START Record extracts

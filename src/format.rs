//! Display formatting for document fields.
//!
//! Pure functions from raw record values to the strings a template shows.
//! Timestamps are host unix seconds: zero or negative means "not set" and
//! always formats as an empty string, never as the epoch.

use jiff::Timestamp;
use jiff::tz::TimeZone;
use rust_decimal::{Decimal, RoundingStrategy};

use crate::model::UnixTime;

const SECONDS_PER_DAY: i64 = 86_400;

/// Literal the templates expect for an empty count.
///
/// Only count fields use it. Money renders a formatted zero instead.
pub const ZERO_PLACEHOLDER: &str = "0 ";

/// Words and patterns for one output language.
#[derive(Debug)]
pub struct Words {
    pub decimal: &'static str,
    pub thousands: &'static str,
    pub date: &'static str,
    pub hour: &'static str,
    pub day_hour: &'static str,
    pub day: &'static str,
    pub days: &'static str,
    /// Monday first.
    pub weekdays: [&'static str; 7],
    /// Present, delayed, absent.
    pub attendance: [&'static str; 3],
    pub tab_card: &'static str,
    pub tab_events: &'static str,
    pub tab_work_stop: &'static str,
    pub tab_metadata: &'static str,
}

static FR_FR: Words = Words {
    decimal: ",",
    thousands: " ",
    date: "%d/%m/%Y",
    hour: "%H:%M",
    day_hour: "%d/%m/%Y %H:%M",
    day: "Jour",
    days: "Jours",
    weekdays: [
        "Lundi", "Mardi", "Mercredi", "Jeudi", "Vendredi", "Samedi", "Dimanche",
    ],
    attendance: ["Présent", "En retard", "Absent"],
    tab_card: "Fiche",
    tab_events: "Événements",
    tab_work_stop: "Arrêt de travail",
    tab_metadata: "Métadonnées de l'accident",
};

static EN_US: Words = Words {
    decimal: ".",
    thousands: ",",
    date: "%m/%d/%Y",
    hour: "%I:%M %p",
    day_hour: "%m/%d/%Y %I:%M %p",
    day: "Day",
    days: "Days",
    weekdays: [
        "Monday",
        "Tuesday",
        "Wednesday",
        "Thursday",
        "Friday",
        "Saturday",
        "Sunday",
    ],
    attendance: ["Present", "Delayed", "Absent"],
    tab_card: "Card",
    tab_events: "Events",
    tab_work_stop: "Work stop",
    tab_metadata: "Accident metadata",
};

/// Output language plus the time zone dates are shown in.
#[derive(Debug, Clone)]
pub struct Locale {
    words: &'static Words,
    time_zone: TimeZone,
}

impl Locale {
    /// Look up a built-in language (`fr_FR`, `en_US`).
    pub fn new(language: &str, time_zone: TimeZone) -> Option<Self> {
        let words = match language {
            "fr_FR" | "fr" => &FR_FR,
            "en_US" | "en" => &EN_US,
            _ => return None,
        };
        Some(Self { words, time_zone })
    }

    pub fn fr_fr(time_zone: TimeZone) -> Self {
        Self {
            words: &FR_FR,
            time_zone,
        }
    }

    pub fn en_us(time_zone: TimeZone) -> Self {
        Self {
            words: &EN_US,
            time_zone,
        }
    }

    pub fn words(&self) -> &'static Words {
        self.words
    }

    pub fn time_zone(&self) -> &TimeZone {
        &self.time_zone
    }
}

/// Which part of a timestamp to show.
#[derive(Debug, Clone, Copy, PartialEq, Eq)]
pub enum DateStyle {
    Day,
    Hour,
    DayHour,
    Weekday,
}

/// Format a timestamp in the locale's time zone.
pub fn format_date(ts: UnixTime, style: DateStyle, locale: &Locale) -> String {
    if ts <= 0 {
        return String::new();
    }
    let Ok(ts) = Timestamp::from_second(ts) else {
        return String::new();
    };
    let zoned = ts.to_zoned(locale.time_zone.clone());
    let words = locale.words;
    match style {
        DateStyle::Day => zoned.strftime(words.date).to_string(),
        DateStyle::Hour => zoned.strftime(words.hour).to_string(),
        DateStyle::DayHour => zoned.strftime(words.day_hour).to_string(),
        DateStyle::Weekday => {
            let index = usize::from(zoned.weekday().to_monday_zero_offset().unsigned_abs());
            words.weekdays[index].to_string()
        }
    }
}

/// Whole days from `start` to `end`, rounded to nearest.
///
/// Ties round away from zero, so swapping the arguments only flips the sign.
/// `None` when either timestamp is unset.
pub fn days_between(start: UnixTime, end: UnixTime) -> Option<i64> {
    if start <= 0 || end <= 0 {
        return None;
    }
    let diff = end - start;
    let quotient = diff / SECONDS_PER_DAY;
    let remainder = diff % SECONDS_PER_DAY;
    if remainder.abs() * 2 >= SECONDS_PER_DAY {
        Some(quotient + remainder.signum())
    } else {
        Some(quotient)
    }
}

/// `"{n} Day"` or `"{n} Days"`: singular when `|n| <= 1`.
pub fn format_days(n: i64, locale: &Locale) -> String {
    let unit = if n.unsigned_abs() <= 1 {
        locale.words.day
    } else {
        locale.words.days
    };
    format!("{n} {unit}")
}

/// Day count from `start` to `end`, or empty when either is unset.
pub fn format_days_between(start: UnixTime, end: UnixTime, locale: &Locale) -> String {
    days_between(start, end)
        .map(|n| format_days(n, locale))
        .unwrap_or_default()
}

/// `"{date} - {n} Days"`: a past date and how long ago it was.
pub fn format_since(ts: UnixTime, now: UnixTime, locale: &Locale) -> String {
    let Some(days) = days_between(ts, now) else {
        return String::new();
    };
    format!(
        "{} - {}",
        format_date(ts, DateStyle::Day, locale),
        format_days(days, locale)
    )
}

/// Money with two decimals and the locale's separators.
pub fn format_price(amount: Decimal, locale: &Locale) -> String {
    let rounded = amount.round_dp_with_strategy(2, RoundingStrategy::MidpointAwayFromZero);
    let sign = if rounded.is_sign_negative() && !rounded.is_zero() {
        "-"
    } else {
        ""
    };
    let text = format!("{:.2}", rounded.abs());
    let (int, frac) = text.split_once('.').unwrap_or((text.as_str(), "00"));

    let mut grouped = String::with_capacity(int.len() + int.len() / 3);
    for (i, c) in int.chars().enumerate() {
        if i > 0 && (int.len() - i) % 3 == 0 {
            grouped.push_str(locale.words.thousands);
        }
        grouped.push(c);
    }

    format!("{sign}{grouped}{}{frac}", locale.words.decimal)
}

/// Upper-case the first character, leave the rest alone.
pub fn capitalize(s: &str) -> String {
    let mut chars = s.chars();
    match chars.next() {
        Some(first) => first.to_uppercase().chain(chars).collect(),
        None => String::new(),
    }
}

/// `"LASTNAME Firstname"`.
pub fn person_name(lastname: &str, firstname: &str) -> String {
    format!("{} {}", lastname.to_uppercase(), capitalize(firstname))
}

/// Thumbnail file name for an uploaded image: `tree.png` → `tree_medium.png`.
pub fn thumb_name(file: &str, size: &str) -> String {
    match file.rsplit_once('.') {
        Some((stem, ext)) if !stem.is_empty() => format!("{stem}_{size}.{ext}"),
        _ => format!("{file}_{size}"),
    }
}
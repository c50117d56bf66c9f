//! Placeholder maps: the flat name-to-value bindings a template consumes.

use serde::ser::{Serialize, SerializeMap, Serializer};

/// Ordered mapping from placeholder name to display value.
///
/// Keeps insertion order so rendered bindings are deterministic.
/// Inserting an existing key replaces its value in place.
#[derive(Debug, Clone, Default, PartialEq, Eq)]
pub struct PlaceholderMap {
    entries: Vec<(String, String)>,
}

impl PlaceholderMap {
    pub fn new() -> Self {
        Self::default()
    }

    /// Bind `key` to `value`, replacing any earlier binding of `key`.
    pub fn insert(&mut self, key: impl Into<String>, value: impl Into<String>) {
        let key = key.into();
        let value = value.into();
        match self.entries.iter_mut().find(|(k, _)| *k == key) {
            Some((_, v)) => *v = value,
            None => self.entries.push((key, value)),
        }
    }

    pub fn get(&self, key: &str) -> Option<&str> {
        self.entries
            .iter()
            .find(|(k, _)| k == key)
            .map(|(_, v)| v.as_str())
    }

    pub fn contains_key(&self, key: &str) -> bool {
        self.get(key).is_some()
    }

    pub fn len(&self) -> usize {
        self.entries.len()
    }

    pub fn is_empty(&self) -> bool {
        self.entries.is_empty()
    }

    pub fn iter(&self) -> impl Iterator<Item = (&str, &str)> {
        self.entries.iter().map(|(k, v)| (k.as_str(), v.as_str()))
    }

    pub fn keys(&self) -> impl Iterator<Item = &str> {
        self.entries.iter().map(|(k, _)| k.as_str())
    }
}

impl<K: Into<String>, V: Into<String>> FromIterator<(K, V)> for PlaceholderMap {
    fn from_iter<I: IntoIterator<Item = (K, V)>>(iter: I) -> Self {
        let mut map = Self::new();
        for (k, v) in iter {
            map.insert(k, v);
        }
        map
    }
}

impl Serialize for PlaceholderMap {
    fn serialize<S: Serializer>(&self, serializer: S) -> Result<S::Ok, S::Error> {
        let mut map = serializer.serialize_map(Some(self.entries.len()))?;
        for (k, v) in &self.entries {
            map.serialize_entry(k, v)?;
        }
        map.end()
    }
}

/// The rows bound to one repeating template region, in order.
#[derive(Debug, Clone, Default, PartialEq, Eq, serde::Serialize)]
#[serde(transparent)]
pub struct SegmentRowSet {
    rows: Vec<PlaceholderMap>,
}

impl SegmentRowSet {
    pub fn new(rows: Vec<PlaceholderMap>) -> Self {
        Self { rows }
    }

    pub fn rows(&self) -> &[PlaceholderMap] {
        &self.rows
    }

    pub fn len(&self) -> usize {
        self.rows.len()
    }

    pub fn is_empty(&self) -> bool {
        self.rows.is_empty()
    }
}
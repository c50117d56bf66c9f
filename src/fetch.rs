//! The fetch layer: where assembled records come from.
//!
//! The assembler reads everything through [`EntityStore`]. Lookups by id
//! fail with [`BuildError::MissingEntity`] naming the kind and id; list
//! lookups return an empty list when nothing matches. Repeated fetches of
//! the same id must return the same data for the duration of a build.
//!
//! [`Snapshot`] is a JSON document holding every record a build needs:
//!
//! ```text
//! { "investigations": [...], "accidents": [...], "tasks": [...], ... }
//! ```

use std::{fs, io, path::Path};

use serde::{Deserialize, Serialize};

use crate::error::{BuildError, Result};
use crate::model::{
    AccidentMetadata, AccidentRecord, Company, DigiriskElement, DigiriskStandard, EntityId,
    EntityKind, InvestigationRecord, Risk, Signatory, TaskNode, User,
};

/// Read access to the host's records.
pub trait EntityStore {
    fn investigation(&self, id: EntityId) -> Result<InvestigationRecord>;
    fn accident(&self, id: EntityId) -> Result<AccidentRecord>;

    /// The active metadata row of an accident, if one exists.
    fn accident_metadata(&self, accident: EntityId) -> Result<Option<AccidentMetadata>>;

    fn user(&self, id: EntityId) -> Result<User>;
    fn task(&self, id: EntityId) -> Result<TaskNode>;

    /// Direct children of a task, in rank order.
    fn child_tasks(&self, parent: EntityId) -> Result<Vec<TaskNode>>;

    fn signatories(&self, investigation: EntityId) -> Result<Vec<Signatory>>;
    fn element(&self, id: EntityId) -> Result<DigiriskElement>;
    fn element_children(&self, parent: EntityId) -> Result<Vec<DigiriskElement>>;
    fn standard(&self, id: EntityId) -> Result<DigiriskStandard>;
    fn company(&self, id: EntityId) -> Result<Company>;

    /// Every risk assessed on an element, shared into others or not.
    fn risks_of_element(&self, element: EntityId) -> Result<Vec<Risk>>;

    /// Risks assessed on other elements and shared into this one.
    fn shared_risks_of_element(&self, element: EntityId) -> Result<Vec<Risk>>;
}

/// Errors that can occur loading a snapshot.
#[derive(Debug, thiserror::Error)]
pub enum SnapshotError {
    #[error("I/O error: {0}")]
    Io(#[from] io::Error),

    #[error("JSON error: {0}")]
    Json(#[from] serde_json::Error),
}

/// Signatories recorded for one investigation.
#[derive(Debug, Clone, Default, Serialize, Deserialize)]
#[serde(default)]
pub struct SignatoryList {
    pub investigation: EntityId,
    pub signatories: Vec<Signatory>,
}

/// Every record a build needs, held in memory.
#[derive(Debug, Clone, Default, Serialize, Deserialize)]
#[serde(rename_all = "camelCase", default)]
pub struct Snapshot {
    pub investigations: Vec<InvestigationRecord>,
    pub accidents: Vec<AccidentRecord>,
    pub accident_metadata: Vec<AccidentMetadata>,
    pub users: Vec<User>,
    pub tasks: Vec<TaskNode>,
    pub signatories: Vec<SignatoryList>,
    pub elements: Vec<DigiriskElement>,
    pub standards: Vec<DigiriskStandard>,
    pub companies: Vec<Company>,
    pub risks: Vec<Risk>,
}

impl Snapshot {
    /// Read a snapshot from a JSON file.
    pub fn load(path: &Path) -> core::result::Result<Self, SnapshotError> {
        let json = fs::read_to_string(path)?;
        Ok(serde_json::from_str(&json)?)
    }
}

fn find<T: Clone>(
    records: &[T],
    kind: EntityKind,
    id: EntityId,
    id_of: impl Fn(&T) -> EntityId,
) -> Result<T> {
    records
        .iter()
        .find(|r| id_of(*r) == id)
        .cloned()
        .ok_or_else(|| BuildError::missing(kind, id))
}

impl EntityStore for Snapshot {
    fn investigation(&self, id: EntityId) -> Result<InvestigationRecord> {
        find(&self.investigations, EntityKind::Investigation, id, |r| r.id)
    }

    fn accident(&self, id: EntityId) -> Result<AccidentRecord> {
        find(&self.accidents, EntityKind::Accident, id, |r| r.id)
    }

    fn accident_metadata(&self, accident: EntityId) -> Result<Option<AccidentMetadata>> {
        Ok(self
            .accident_metadata
            .iter()
            .find(|m| m.fk_accident == accident)
            .cloned())
    }

    fn user(&self, id: EntityId) -> Result<User> {
        find(&self.users, EntityKind::User, id, |r| r.id)
    }

    fn task(&self, id: EntityId) -> Result<TaskNode> {
        find(&self.tasks, EntityKind::Task, id, |r| r.id)
    }

    fn child_tasks(&self, parent: EntityId) -> Result<Vec<TaskNode>> {
        Ok(self
            .tasks
            .iter()
            .filter(|t| t.parent == Some(parent))
            .cloned()
            .collect())
    }

    fn signatories(&self, investigation: EntityId) -> Result<Vec<Signatory>> {
        Ok(self
            .signatories
            .iter()
            .find(|l| l.investigation == investigation)
            .map(|l| l.signatories.clone())
            .unwrap_or_default())
    }

    fn element(&self, id: EntityId) -> Result<DigiriskElement> {
        find(&self.elements, EntityKind::Element, id, |r| r.id)
    }

    fn element_children(&self, parent: EntityId) -> Result<Vec<DigiriskElement>> {
        Ok(self
            .elements
            .iter()
            .filter(|e| e.parent == Some(parent))
            .cloned()
            .collect())
    }

    fn standard(&self, id: EntityId) -> Result<DigiriskStandard> {
        find(&self.standards, EntityKind::Standard, id, |r| r.id)
    }

    fn company(&self, id: EntityId) -> Result<Company> {
        find(&self.companies, EntityKind::Company, id, |r| r.id)
    }

    fn risks_of_element(&self, element: EntityId) -> Result<Vec<Risk>> {
        Ok(self
            .risks
            .iter()
            .filter(|r| r.fk_element == element)
            .cloned()
            .collect())
    }

    fn shared_risks_of_element(&self, element: EntityId) -> Result<Vec<Risk>> {
        Ok(self
            .risks
            .iter()
            .filter(|r| r.fk_element != element && r.shared_with.contains(&element))
            .cloned()
            .collect())
    }
}
//! Plain-text template engine on handlebars.
//!
//! Placeholders are written `{{key}}`. A repeating region is an `each`
//! block over the region name, and its body sees the row's keys:
//!
//! ```text
//! {{#each cur_task}}- {{cur_task_ref}}: {{cur_task_description}} ({{gp_ut}})
//! {{/each}}
//! ```
//!
//! Top-level fields are visible inside region bodies too; a row key wins
//! over a field of the same name. A region that is never merged renders as
//! nothing, as does an unbound placeholder. Output is not HTML-escaped.

use std::fmt;
use std::{fs, path::Path, path::PathBuf};

use handlebars::Handlebars;
use handlebars::template::{Parameter, Template, TemplateElement};
use serde_json::{Map, Value};

use super::{BuiltDocument, TemplateEngine, TemplateError};
use crate::model::{PlaceholderMap, SegmentRowSet};

const DOCUMENT: &str = "document";

/// A compiled plain-text template.
pub struct TextTemplate {
    registry: Handlebars<'static>,
    regions: Vec<String>,
    merged: Vec<(String, SegmentRowSet)>,
}

impl fmt::Debug for TextTemplate {
    fn fmt(&self, f: &mut fmt::Formatter<'_>) -> fmt::Result {
        f.debug_struct("TextTemplate")
            .field("regions", &self.regions)
            .field("merged", &self.merged)
            .finish_non_exhaustive()
    }
}

impl TextTemplate {
    /// Compile a template from source text.
    pub fn parse(source: &str) -> Result<Self, TemplateError> {
        let template =
            Template::compile(source).map_err(|e| TemplateError::Malformed(e.to_string()))?;

        let mut regions = Vec::new();
        collect_regions(&template, &mut regions);

        let mut registry = Handlebars::new();
        registry.register_escape_fn(handlebars::no_escape);
        registry.register_template(DOCUMENT, template);

        Ok(Self {
            registry,
            regions,
            merged: Vec::new(),
        })
    }

    /// Read and compile a template file.
    pub fn load(path: &Path) -> Result<Self, TemplateError> {
        let source = fs::read_to_string(path)?;
        Self::parse(&source)
    }

    fn context(&self, fields: &PlaceholderMap) -> Value {
        let base: Map<String, Value> = fields
            .iter()
            .map(|(k, v)| (k.to_string(), Value::String(v.to_string())))
            .collect();

        let mut context = base.clone();
        for (tag, rows) in &self.merged {
            let rows = rows
                .rows()
                .iter()
                .map(|row| {
                    let mut scope = base.clone();
                    for (k, v) in row.iter() {
                        scope.insert(k.to_string(), Value::String(v.to_string()));
                    }
                    Value::Object(scope)
                })
                .collect();
            context.insert(tag.clone(), Value::Array(rows));
        }
        Value::Object(context)
    }
}

/// Names iterated by `each` blocks, outside any other `each`.
fn collect_regions(template: &Template, regions: &mut Vec<String>) {
    for element in &template.elements {
        let TemplateElement::HelperBlock(block) = element else {
            continue;
        };
        if block.name.as_name() == Some("each") {
            if let Some(tag) = block.params.first().and_then(Parameter::as_name)
                && !regions.iter().any(|r| r == tag)
            {
                regions.push(tag.to_string());
            }
            continue;
        }
        for inner in block.template.iter().chain(block.inverse.iter()) {
            collect_regions(inner, regions);
        }
    }
}

impl TemplateEngine for TextTemplate {
    fn has_region(&self, tag: &str) -> bool {
        self.regions.iter().any(|r| r == tag)
    }

    fn merge_region(&mut self, tag: &str, rows: &SegmentRowSet) -> Result<(), TemplateError> {
        if !self.has_region(tag) {
            return Err(TemplateError::RegionNotFound(tag.to_string()));
        }
        match self.merged.iter_mut().find(|(t, _)| t == tag) {
            Some((_, existing)) => *existing = rows.clone(),
            None => self.merged.push((tag.to_string(), rows.clone())),
        }
        Ok(())
    }

    fn finalize(
        &mut self,
        fields: &PlaceholderMap,
        images: &[PathBuf],
    ) -> Result<BuiltDocument, TemplateError> {
        let content = self
            .registry
            .render(DOCUMENT, &self.context(fields))
            .map_err(|e| TemplateError::Render(e.to_string()))?;
        Ok(BuiltDocument::new(content, images))
    }
}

END Record extracts

• **Activity**: Using the data above, print exactly the lines from the line that contains "Some(quotient)" through the line that contains "ago it was.", with both included.

• **Solution to this problem**:
        Some(quotient)
    }
}

/// `"{n} Day"` or `"{n} Days"`: singular when `|n| <= 1`.
pub fn format_days(n: i64, locale: &Locale) -> String {
    let unit = if n.unsigned_abs() <= 1 {
        locale.words.day
    } else {
        locale.words.days
    };
    format!("{n} {unit}")
}

/// Day count from `start` to `end`, or empty when either is unset.
pub fn format_days_between(start: UnixTime, end: UnixTime, locale: &Locale) -> String {
    days_between(start, end)
        .map(|n| format_days(n, locale))
        .unwrap_or_default()
}

/// `"{date} - {n} Days"`: a past date and how long ago it was.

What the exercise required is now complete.